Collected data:
*** Begin section ***
use std::cmp::Ordering;
use std::collections::HashSet;

use serde::Deserialize;

use crate::domain::lead::Lead;

#[derive(Debug, Clone, Copy, PartialEq, Eq, Default, Deserialize)]
#[serde(rename_all = "camelCase")]
pub enum SortField {
    CompanyName,
    Industry,
    Location,
    #[default]
    Score,
    EmployeeCount,
    CreatedAt,
}

#[derive(Debug, Clone, Copy, PartialEq, Eq, Default, Deserialize)]
#[serde(rename_all = "lowercase")]
pub enum SortDirection {
    Asc,
    #[default]
    Desc,
}

/// Stable sort, so leads that compare equal keep their input order.
pub fn sort_leads(leads: &[Lead], field: SortField, direction: SortDirection) -> Vec<Lead> {
    let mut sorted = leads.to_vec();
    sorted.sort_by(|a, b| {
        let ordering = compare(a, b, field);
        match direction {
            SortDirection::Asc => ordering,
            SortDirection::Desc => ordering.reverse(),
        }
    });
    sorted
}

fn compare(a: &Lead, b: &Lead, field: SortField) -> Ordering {
    match field {
        SortField::CompanyName => compare_ci(&a.company_name, &b.company_name),
        SortField::Industry => compare_ci(&a.industry, &b.industry),
        SortField::Location => compare_ci(&a.location, &b.location),
        SortField::Score => a.score.cmp(&b.score),
        SortField::EmployeeCount => a
            .employee_count
            .unwrap_or(0)
            .cmp(&b.employee_count.unwrap_or(0)),
        SortField::CreatedAt => a.created_at.cmp(&b.created_at),
    }
}

fn compare_ci(a: &str, b: &str) -> Ordering {
    a.to_lowercase().cmp(&b.to_lowercase())
}

/// Checked-off lead ids, tracked independently of filtering and sorting.
/// Ids that later fall out of the filtered view are left in place.
#[derive(Debug, Clone, Default)]
pub struct LeadSelection {
    selected: HashSet<String>,
}

impl LeadSelection {
    pub fn toggle(&mut self, id: &str) -> bool {
        if self.selected.remove(id) {
            false
        } else {
            self.selected.insert(id.to_string());
            true
        }
    }

    pub fn select_all<I>(&mut self, visible_ids: I)
    where
        I: IntoIterator<Item = String>,
    {
        self.selected = visible_ids.into_iter().collect();
    }

    pub fn clear(&mut self) {
        self.selected.clear();
    }

    pub fn is_selected(&self, id: &str) -> bool {
        self.selected.contains(id)
    }

    pub fn len(&self) -> usize {
        self.selected.len()
    }

    pub fn is_empty(&self) -> bool {
        self.selected.is_empty()
    }
}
*** End section ***
Copy out each entry exactly, leaving nothing out.

Exercise result =
use std::cmp::Ordering;
use std::collections::HashSet;

use serde::Deserialize;

use crate::domain::lead::Lead;

#[derive(Debug, Clone, Copy, PartialEq, Eq, Default, Deserialize)]
#[serde(rename_all = "camelCase")]
pub enum SortField {
    CompanyName,
    Industry,
    Location,
    #[default]
    Score,
    EmployeeCount,
    CreatedAt,
}

#[derive(Debug, Clone, Copy, PartialEq, Eq, Default, Deserialize)]
#[serde(rename_all = "lowercase")]
pub enum SortDirection {
    Asc,
    #[default]
    Desc,
}

/// Stable sort, so leads that compare equal keep their input order.
pub fn sort_leads(leads: &[Lead], field: SortField, direction: SortDirection) -> Vec<Lead> {
    let mut sorted = leads.to_vec();
    sorted.sort_by(|a, b| {
        let ordering = compare(a, b, field);
        match direction {
            SortDirection::Asc => ordering,
            SortDirection::Desc => ordering.reverse(),
        }
    });
    sorted
}

fn compare(a: &Lead, b: &Lead, field: SortField) -> Ordering {
    match field {
        SortField::CompanyName => compare_ci(&a.company_name, &b.company_name),
        SortField::Industry => compare_ci(&a.industry, &b.industry),
        SortField::Location => compare_ci(&a.location, &b.location),
        SortField::Score => a.score.cmp(&b.score),
        SortField::EmployeeCount => a
            .employee_count
            .unwrap_or(0)
            .cmp(&b.employee_count.unwrap_or(0)),
        SortField::CreatedAt => a.created_at.cmp(&b.created_at),
    }
}

fn compare_ci(a: &str, b: &str) -> Ordering {
    a.to_lowercase().cmp(&b.to_lowercase())
}

/// Checked-off lead ids, tracked independently of filtering and sorting.
/// Ids that later fall out of the filtered view are left in place.
#[derive(Debug, Clone, Default)]
pub struct LeadSelection {
    selected: HashSet<String>,
}

impl LeadSelection {
    pub fn toggle(&mut self, id: &str) -> bool {
        if self.selected.remove(id) {
            false
        } else {
            self.selected.insert(id.to_string());
            true
        }
    }

    pub fn select_all<I>(&mut self, visible_ids: I)
    where
        I: IntoIterator<Item = String>,
    {
        self.selected = visible_ids.into_iter().collect();
    }

    pub fn clear(&mut self) {
        self.selected.clear();
    }

    pub fn is_selected(&self, id: &str) -> bool {
        self.selected.contains(id)
    }

    pub fn len(&self) -> usize {
        self.selected.len()
    }

    pub fn is_empty(&self) -> bool {
        self.selected.is_empty()
    }
}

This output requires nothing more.